Required work: Please repeat exactly the lines below from the one containing "let mut rng = rand::thread_rng();" down to the one containing "Paris starting 2024-05-01.", both included, and nothing else.

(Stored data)
┄┄┄┄┄┄┄┄┄┄┄┄┄┄┄┄┄┄┄┄

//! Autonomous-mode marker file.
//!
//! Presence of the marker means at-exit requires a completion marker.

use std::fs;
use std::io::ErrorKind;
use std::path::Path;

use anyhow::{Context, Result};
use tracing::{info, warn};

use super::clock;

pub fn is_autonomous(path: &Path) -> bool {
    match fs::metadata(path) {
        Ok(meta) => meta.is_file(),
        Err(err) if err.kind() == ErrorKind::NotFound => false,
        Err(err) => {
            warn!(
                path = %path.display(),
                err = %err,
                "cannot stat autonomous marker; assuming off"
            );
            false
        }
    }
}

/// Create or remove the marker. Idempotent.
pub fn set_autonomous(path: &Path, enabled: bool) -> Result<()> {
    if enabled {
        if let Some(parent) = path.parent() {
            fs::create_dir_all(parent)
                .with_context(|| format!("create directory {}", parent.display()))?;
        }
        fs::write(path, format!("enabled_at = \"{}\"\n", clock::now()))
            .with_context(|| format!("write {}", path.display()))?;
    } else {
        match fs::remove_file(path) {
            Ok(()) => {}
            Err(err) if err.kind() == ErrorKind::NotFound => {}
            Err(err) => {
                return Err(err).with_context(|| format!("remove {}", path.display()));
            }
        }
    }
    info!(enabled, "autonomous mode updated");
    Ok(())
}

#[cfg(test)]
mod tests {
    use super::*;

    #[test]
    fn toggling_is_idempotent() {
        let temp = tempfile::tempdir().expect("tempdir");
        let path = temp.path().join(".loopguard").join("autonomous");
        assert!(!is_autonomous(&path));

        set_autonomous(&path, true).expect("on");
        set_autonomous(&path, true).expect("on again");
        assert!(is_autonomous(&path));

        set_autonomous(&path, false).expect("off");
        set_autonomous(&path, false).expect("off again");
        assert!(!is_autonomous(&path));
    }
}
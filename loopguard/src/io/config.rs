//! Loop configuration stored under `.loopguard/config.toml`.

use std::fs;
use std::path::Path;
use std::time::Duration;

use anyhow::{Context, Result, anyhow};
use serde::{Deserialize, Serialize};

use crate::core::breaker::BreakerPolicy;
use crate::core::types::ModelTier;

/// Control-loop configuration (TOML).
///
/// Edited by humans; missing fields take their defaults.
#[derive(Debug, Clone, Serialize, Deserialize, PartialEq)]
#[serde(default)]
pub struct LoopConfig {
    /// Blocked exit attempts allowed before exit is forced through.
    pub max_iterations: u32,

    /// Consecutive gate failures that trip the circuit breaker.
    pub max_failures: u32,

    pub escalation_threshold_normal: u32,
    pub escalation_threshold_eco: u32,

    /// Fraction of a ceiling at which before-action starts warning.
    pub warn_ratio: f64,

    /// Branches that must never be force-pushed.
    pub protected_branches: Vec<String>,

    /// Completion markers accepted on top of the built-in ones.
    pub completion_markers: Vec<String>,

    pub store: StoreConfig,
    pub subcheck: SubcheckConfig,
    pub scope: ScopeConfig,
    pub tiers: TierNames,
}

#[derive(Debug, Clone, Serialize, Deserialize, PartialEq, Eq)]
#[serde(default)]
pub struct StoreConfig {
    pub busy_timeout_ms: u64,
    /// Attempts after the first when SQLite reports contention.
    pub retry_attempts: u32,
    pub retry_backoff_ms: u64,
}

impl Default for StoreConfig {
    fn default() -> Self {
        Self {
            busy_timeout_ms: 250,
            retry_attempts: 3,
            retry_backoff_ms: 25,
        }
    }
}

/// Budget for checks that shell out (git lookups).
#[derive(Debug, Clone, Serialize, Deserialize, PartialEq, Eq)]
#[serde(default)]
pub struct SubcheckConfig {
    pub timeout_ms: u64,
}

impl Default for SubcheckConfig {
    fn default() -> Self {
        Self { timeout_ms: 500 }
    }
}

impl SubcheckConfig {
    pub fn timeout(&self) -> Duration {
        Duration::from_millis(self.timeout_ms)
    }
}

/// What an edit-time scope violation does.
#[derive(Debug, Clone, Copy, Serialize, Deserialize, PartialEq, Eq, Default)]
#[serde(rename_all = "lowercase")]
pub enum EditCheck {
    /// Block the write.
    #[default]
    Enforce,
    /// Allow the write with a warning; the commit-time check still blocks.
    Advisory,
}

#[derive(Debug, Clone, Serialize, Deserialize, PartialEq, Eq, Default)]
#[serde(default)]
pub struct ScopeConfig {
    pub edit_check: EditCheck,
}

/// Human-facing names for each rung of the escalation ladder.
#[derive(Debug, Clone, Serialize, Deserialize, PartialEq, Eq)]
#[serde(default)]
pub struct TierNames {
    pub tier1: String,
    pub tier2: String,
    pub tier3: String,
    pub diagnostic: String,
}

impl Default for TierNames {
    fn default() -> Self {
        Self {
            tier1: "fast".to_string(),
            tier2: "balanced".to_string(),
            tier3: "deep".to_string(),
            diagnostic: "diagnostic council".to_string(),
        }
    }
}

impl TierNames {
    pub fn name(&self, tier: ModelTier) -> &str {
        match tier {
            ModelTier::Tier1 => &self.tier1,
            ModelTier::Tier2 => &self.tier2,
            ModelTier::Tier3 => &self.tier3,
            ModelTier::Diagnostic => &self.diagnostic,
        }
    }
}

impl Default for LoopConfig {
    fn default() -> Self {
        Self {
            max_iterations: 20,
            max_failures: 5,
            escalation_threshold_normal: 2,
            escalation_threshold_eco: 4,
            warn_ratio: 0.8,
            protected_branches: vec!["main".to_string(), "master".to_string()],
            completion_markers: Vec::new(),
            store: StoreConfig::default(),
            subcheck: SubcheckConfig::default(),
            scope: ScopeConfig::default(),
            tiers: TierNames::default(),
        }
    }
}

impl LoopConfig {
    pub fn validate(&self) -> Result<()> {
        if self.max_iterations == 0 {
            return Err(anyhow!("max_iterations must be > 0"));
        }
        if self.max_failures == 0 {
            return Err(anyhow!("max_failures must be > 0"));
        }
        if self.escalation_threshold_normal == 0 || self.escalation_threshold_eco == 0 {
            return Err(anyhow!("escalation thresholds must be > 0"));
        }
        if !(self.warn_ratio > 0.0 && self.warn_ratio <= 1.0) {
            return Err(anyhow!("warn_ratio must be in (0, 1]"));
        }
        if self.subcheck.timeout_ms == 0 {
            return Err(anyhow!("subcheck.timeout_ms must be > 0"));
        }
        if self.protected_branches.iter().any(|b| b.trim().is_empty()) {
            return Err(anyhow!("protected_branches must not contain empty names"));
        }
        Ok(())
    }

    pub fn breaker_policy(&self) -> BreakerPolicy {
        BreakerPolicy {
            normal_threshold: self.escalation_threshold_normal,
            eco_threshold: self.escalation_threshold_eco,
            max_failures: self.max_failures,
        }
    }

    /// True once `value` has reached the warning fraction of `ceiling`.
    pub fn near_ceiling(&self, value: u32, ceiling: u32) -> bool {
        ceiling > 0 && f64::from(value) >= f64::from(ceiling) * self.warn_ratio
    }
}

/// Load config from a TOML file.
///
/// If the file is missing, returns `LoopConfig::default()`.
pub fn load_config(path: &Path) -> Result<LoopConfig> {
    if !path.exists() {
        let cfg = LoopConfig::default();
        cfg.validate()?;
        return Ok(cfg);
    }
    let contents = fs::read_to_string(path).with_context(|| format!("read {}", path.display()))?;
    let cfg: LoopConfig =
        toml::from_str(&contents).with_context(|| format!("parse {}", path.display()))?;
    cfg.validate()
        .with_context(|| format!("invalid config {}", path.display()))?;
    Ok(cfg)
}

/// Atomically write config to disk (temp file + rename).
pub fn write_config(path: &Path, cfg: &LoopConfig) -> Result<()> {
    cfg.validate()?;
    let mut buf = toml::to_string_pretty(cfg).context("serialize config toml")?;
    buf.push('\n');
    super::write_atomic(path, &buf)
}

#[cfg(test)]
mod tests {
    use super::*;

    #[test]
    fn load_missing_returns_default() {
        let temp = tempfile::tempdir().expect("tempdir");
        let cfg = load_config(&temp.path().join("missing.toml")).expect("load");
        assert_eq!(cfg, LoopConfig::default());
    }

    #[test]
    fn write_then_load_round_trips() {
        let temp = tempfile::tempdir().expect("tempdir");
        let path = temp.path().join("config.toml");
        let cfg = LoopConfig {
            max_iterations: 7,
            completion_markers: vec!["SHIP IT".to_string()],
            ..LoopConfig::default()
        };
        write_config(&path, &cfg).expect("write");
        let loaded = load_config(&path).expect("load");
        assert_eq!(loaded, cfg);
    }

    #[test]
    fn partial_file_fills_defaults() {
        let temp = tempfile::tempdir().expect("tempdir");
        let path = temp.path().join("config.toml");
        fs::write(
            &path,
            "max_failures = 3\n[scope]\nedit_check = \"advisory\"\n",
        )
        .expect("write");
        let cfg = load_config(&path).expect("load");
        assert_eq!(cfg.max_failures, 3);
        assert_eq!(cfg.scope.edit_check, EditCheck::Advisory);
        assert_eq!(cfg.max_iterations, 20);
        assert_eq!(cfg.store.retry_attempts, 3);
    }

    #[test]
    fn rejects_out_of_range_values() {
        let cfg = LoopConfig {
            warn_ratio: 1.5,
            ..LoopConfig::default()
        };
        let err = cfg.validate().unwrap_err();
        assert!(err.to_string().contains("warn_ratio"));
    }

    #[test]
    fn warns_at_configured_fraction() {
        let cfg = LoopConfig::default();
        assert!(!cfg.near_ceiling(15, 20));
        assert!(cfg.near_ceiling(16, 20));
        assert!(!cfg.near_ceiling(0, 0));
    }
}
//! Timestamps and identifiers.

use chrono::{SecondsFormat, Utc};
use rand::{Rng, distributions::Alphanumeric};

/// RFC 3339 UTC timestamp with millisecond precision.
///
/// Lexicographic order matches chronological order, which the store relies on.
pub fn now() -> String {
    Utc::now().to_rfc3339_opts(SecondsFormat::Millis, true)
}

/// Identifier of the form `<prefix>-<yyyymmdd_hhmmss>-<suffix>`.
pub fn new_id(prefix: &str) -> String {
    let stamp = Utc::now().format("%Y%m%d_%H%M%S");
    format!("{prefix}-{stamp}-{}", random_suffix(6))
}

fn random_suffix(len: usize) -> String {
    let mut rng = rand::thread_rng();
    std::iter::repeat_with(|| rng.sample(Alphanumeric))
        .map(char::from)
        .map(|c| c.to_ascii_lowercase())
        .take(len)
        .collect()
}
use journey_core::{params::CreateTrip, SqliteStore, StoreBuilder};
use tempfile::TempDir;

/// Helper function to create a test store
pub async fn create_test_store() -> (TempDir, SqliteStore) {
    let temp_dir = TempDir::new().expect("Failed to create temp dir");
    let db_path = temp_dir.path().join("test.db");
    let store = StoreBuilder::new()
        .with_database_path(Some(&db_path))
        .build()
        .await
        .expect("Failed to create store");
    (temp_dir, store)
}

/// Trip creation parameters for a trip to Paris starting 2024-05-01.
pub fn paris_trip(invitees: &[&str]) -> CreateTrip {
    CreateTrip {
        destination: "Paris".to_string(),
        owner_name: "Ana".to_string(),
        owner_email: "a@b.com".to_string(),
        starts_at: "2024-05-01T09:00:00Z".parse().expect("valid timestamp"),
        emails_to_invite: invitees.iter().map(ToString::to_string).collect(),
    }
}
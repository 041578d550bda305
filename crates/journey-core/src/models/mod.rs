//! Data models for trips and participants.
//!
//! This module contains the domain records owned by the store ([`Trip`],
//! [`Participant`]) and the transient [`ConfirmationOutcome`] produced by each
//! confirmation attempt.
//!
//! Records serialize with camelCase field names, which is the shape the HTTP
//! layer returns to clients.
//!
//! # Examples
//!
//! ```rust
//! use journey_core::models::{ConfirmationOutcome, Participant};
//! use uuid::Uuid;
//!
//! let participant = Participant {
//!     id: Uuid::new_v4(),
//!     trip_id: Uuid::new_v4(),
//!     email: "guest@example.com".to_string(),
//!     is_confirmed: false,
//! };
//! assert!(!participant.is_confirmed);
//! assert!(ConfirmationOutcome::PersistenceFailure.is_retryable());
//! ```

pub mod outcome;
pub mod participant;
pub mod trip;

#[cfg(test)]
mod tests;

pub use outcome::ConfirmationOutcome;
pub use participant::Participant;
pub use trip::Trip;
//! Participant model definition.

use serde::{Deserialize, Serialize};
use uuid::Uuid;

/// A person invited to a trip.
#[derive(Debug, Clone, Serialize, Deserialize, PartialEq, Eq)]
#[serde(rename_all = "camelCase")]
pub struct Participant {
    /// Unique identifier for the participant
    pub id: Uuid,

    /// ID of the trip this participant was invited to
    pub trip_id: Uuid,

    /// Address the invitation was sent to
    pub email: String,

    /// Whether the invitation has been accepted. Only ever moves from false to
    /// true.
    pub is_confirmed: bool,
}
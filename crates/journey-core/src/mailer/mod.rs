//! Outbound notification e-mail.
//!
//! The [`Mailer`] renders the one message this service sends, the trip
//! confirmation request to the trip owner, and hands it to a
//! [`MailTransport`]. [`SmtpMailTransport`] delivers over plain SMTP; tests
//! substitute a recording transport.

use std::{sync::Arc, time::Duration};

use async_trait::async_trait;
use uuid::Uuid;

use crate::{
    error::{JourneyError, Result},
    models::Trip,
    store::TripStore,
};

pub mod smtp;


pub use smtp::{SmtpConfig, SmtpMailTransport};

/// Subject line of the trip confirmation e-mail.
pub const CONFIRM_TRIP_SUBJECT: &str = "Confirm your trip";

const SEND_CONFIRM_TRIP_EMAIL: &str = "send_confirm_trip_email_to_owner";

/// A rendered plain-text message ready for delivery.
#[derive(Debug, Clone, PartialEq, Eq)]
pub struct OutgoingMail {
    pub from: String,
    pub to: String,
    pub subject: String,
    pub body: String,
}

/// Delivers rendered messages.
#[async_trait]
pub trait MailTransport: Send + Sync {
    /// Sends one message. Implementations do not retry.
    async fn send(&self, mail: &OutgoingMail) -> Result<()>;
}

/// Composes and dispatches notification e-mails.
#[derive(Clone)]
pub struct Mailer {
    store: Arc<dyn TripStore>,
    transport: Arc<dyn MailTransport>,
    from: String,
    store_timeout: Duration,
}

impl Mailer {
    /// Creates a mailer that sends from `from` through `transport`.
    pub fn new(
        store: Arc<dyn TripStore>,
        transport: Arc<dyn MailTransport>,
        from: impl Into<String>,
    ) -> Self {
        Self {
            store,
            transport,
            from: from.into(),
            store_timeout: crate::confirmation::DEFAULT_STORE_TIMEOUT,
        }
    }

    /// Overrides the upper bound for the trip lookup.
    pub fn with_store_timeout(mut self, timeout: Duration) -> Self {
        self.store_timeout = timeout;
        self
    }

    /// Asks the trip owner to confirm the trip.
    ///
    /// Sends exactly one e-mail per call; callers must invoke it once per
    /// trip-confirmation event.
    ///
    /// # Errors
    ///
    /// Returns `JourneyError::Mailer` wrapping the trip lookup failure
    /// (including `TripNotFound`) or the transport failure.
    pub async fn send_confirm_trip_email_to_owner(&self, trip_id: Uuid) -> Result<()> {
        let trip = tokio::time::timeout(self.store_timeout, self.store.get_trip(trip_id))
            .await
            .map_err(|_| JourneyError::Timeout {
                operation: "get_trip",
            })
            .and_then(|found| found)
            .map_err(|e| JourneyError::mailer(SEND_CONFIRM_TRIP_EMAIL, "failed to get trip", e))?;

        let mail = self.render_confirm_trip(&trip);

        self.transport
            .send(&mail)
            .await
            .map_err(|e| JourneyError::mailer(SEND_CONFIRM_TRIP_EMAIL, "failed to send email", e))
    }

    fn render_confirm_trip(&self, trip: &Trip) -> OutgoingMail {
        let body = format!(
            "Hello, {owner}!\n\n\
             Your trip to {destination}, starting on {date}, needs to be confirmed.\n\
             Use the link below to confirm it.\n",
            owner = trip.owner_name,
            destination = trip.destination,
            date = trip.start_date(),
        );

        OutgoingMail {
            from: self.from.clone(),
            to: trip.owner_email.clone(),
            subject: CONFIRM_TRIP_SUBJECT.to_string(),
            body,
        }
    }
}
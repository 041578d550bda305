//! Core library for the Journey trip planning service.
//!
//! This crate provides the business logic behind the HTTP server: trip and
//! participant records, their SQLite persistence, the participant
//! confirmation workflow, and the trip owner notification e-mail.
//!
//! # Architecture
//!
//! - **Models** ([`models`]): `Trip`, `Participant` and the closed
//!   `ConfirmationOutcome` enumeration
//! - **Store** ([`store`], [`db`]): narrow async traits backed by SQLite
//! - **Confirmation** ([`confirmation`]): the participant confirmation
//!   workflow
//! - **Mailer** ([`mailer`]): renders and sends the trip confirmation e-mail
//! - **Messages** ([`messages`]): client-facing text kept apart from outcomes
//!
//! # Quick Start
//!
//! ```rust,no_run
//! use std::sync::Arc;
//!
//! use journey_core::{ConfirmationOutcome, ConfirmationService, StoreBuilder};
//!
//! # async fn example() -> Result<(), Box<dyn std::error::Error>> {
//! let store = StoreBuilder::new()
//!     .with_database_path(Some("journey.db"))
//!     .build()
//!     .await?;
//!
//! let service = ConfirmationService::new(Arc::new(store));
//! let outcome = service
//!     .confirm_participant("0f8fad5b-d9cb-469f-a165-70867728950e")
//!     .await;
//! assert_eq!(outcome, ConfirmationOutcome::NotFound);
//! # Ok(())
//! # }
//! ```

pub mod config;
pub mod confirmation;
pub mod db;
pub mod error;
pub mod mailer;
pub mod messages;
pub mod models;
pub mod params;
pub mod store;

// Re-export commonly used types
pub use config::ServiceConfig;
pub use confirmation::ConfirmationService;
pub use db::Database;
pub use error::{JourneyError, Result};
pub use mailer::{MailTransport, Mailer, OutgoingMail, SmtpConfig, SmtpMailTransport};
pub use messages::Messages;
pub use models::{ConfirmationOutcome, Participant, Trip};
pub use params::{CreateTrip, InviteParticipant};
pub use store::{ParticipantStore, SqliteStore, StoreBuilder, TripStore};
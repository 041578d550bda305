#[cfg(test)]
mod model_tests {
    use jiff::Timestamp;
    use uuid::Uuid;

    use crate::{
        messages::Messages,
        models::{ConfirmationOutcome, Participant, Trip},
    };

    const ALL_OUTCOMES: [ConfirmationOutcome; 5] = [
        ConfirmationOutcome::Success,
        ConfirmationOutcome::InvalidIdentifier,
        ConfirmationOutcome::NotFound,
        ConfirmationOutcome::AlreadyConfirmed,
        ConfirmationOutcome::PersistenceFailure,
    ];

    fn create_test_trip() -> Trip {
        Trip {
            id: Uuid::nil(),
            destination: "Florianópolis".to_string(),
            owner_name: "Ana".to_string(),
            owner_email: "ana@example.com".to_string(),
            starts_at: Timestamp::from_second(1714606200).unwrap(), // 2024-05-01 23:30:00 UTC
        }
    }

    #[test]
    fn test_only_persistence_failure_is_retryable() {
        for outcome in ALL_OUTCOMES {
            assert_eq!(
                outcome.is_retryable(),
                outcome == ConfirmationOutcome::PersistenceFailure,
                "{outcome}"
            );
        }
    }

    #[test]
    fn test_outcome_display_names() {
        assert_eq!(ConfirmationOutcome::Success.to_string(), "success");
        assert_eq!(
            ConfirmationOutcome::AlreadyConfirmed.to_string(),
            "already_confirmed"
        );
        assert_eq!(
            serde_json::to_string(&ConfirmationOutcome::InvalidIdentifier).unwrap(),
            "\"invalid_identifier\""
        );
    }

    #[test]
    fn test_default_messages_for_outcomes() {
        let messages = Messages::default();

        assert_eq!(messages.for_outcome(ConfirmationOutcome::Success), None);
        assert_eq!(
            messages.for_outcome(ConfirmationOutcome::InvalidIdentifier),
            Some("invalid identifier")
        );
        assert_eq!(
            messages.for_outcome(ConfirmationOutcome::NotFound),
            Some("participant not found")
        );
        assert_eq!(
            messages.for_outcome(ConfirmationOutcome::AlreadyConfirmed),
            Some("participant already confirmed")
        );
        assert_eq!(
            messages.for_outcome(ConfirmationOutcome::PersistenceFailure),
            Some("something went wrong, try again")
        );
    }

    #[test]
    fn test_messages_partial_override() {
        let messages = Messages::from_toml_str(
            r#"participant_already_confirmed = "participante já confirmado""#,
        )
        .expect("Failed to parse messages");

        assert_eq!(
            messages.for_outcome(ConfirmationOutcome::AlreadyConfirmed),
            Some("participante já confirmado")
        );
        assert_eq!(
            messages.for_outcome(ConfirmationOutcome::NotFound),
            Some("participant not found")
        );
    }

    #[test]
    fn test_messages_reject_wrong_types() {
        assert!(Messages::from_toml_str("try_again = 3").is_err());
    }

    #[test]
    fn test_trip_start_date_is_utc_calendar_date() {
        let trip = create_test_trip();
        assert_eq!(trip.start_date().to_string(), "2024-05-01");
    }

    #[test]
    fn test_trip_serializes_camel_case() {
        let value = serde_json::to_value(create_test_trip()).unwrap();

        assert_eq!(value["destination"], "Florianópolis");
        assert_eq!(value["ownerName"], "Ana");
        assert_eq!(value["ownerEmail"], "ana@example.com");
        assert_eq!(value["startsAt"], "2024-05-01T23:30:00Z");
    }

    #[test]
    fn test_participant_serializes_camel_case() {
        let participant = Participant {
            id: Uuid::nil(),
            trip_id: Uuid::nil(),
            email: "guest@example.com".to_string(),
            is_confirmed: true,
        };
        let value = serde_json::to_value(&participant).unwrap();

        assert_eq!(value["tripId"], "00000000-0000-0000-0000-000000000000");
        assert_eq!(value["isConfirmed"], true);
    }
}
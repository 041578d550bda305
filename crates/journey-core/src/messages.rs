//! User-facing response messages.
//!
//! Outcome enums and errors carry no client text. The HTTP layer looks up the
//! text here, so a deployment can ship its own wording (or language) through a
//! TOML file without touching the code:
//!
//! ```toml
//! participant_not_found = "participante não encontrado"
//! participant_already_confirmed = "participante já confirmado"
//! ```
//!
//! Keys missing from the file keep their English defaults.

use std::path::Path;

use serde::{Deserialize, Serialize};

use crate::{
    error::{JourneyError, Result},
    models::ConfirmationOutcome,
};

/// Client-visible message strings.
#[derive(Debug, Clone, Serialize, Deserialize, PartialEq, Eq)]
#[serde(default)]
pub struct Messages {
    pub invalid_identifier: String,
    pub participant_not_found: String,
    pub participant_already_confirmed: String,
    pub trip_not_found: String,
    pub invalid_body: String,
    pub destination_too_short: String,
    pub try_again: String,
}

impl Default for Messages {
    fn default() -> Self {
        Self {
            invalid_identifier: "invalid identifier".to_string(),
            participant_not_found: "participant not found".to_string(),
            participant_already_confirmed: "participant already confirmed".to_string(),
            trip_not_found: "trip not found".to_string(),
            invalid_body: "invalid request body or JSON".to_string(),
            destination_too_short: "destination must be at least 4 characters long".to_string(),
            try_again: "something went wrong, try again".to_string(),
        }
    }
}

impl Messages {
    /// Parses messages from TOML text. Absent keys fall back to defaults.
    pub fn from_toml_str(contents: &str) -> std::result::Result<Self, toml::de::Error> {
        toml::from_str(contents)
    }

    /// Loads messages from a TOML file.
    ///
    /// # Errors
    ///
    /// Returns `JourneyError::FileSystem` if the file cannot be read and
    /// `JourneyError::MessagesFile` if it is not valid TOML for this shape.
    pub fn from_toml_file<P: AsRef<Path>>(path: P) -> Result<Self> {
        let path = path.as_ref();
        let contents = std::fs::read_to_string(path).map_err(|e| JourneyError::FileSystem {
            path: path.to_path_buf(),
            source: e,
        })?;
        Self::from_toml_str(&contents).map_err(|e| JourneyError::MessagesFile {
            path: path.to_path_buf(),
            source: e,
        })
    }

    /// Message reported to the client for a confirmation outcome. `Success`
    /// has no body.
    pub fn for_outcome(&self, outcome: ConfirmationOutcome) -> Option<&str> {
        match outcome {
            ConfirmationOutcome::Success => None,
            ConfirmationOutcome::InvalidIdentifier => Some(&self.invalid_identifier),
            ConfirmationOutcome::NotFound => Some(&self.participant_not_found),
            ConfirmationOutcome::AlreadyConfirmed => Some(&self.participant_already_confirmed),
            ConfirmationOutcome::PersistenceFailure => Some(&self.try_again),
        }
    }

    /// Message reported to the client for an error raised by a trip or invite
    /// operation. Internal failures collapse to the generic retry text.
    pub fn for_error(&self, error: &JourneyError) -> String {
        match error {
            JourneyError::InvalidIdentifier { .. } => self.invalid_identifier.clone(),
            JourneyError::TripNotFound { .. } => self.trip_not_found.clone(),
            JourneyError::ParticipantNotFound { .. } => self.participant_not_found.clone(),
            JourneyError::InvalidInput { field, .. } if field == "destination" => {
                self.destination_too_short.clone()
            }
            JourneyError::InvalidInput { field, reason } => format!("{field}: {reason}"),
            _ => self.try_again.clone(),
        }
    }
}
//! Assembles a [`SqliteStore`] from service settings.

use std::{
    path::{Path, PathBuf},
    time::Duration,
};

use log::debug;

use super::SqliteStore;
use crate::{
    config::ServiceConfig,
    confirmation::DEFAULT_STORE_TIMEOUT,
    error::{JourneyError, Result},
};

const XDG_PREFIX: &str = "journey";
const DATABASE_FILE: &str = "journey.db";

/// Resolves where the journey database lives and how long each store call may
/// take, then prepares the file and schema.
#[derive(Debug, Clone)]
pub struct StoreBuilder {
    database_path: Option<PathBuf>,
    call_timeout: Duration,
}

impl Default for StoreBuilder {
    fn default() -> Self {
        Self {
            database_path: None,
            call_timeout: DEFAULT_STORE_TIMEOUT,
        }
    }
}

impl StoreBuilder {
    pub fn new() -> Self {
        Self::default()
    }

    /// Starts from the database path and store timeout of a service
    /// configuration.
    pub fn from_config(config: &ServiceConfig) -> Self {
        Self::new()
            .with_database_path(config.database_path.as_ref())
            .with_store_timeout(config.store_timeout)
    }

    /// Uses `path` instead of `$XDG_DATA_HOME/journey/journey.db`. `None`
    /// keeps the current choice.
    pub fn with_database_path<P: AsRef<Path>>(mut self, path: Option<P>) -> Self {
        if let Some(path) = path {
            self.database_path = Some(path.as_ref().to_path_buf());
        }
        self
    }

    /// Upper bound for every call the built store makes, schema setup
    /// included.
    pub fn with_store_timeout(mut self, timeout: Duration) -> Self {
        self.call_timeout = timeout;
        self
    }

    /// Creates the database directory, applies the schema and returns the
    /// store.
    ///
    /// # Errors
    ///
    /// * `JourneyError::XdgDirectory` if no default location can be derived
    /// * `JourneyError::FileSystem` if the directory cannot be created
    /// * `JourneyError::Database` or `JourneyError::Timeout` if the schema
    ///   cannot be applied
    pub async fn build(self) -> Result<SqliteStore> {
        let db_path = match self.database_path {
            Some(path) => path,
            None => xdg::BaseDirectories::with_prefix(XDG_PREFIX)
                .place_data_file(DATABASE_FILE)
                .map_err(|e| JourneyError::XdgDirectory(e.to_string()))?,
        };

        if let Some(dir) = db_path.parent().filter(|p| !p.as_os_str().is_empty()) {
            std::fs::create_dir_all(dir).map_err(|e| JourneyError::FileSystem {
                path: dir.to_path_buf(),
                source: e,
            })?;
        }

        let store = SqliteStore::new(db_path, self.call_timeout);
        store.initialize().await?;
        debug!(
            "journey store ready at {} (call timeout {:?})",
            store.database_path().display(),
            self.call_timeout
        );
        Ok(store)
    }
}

┄┄┄┄┄┄┄┄┄┄┄┄┄┄┄┄┄┄┄┄

Exercise output:
    let mut rng = rand::thread_rng();
    std::iter::repeat_with(|| rng.sample(Alphanumeric))
        .map(char::from)
        .map(|c| c.to_ascii_lowercase())
        .take(len)
        .collect()
}
use journey_core::{params::CreateTrip, SqliteStore, StoreBuilder};
use tempfile::TempDir;

/// Helper function to create a test store
pub async fn create_test_store() -> (TempDir, SqliteStore) {
    let temp_dir = TempDir::new().expect("Failed to create temp dir");
    let db_path = temp_dir.path().join("test.db");
    let store = StoreBuilder::new()
        .with_database_path(Some(&db_path))
        .build()
        .await
        .expect("Failed to create store");
    (temp_dir, store)
}

/// Trip creation parameters for a trip to Paris starting 2024-05-01.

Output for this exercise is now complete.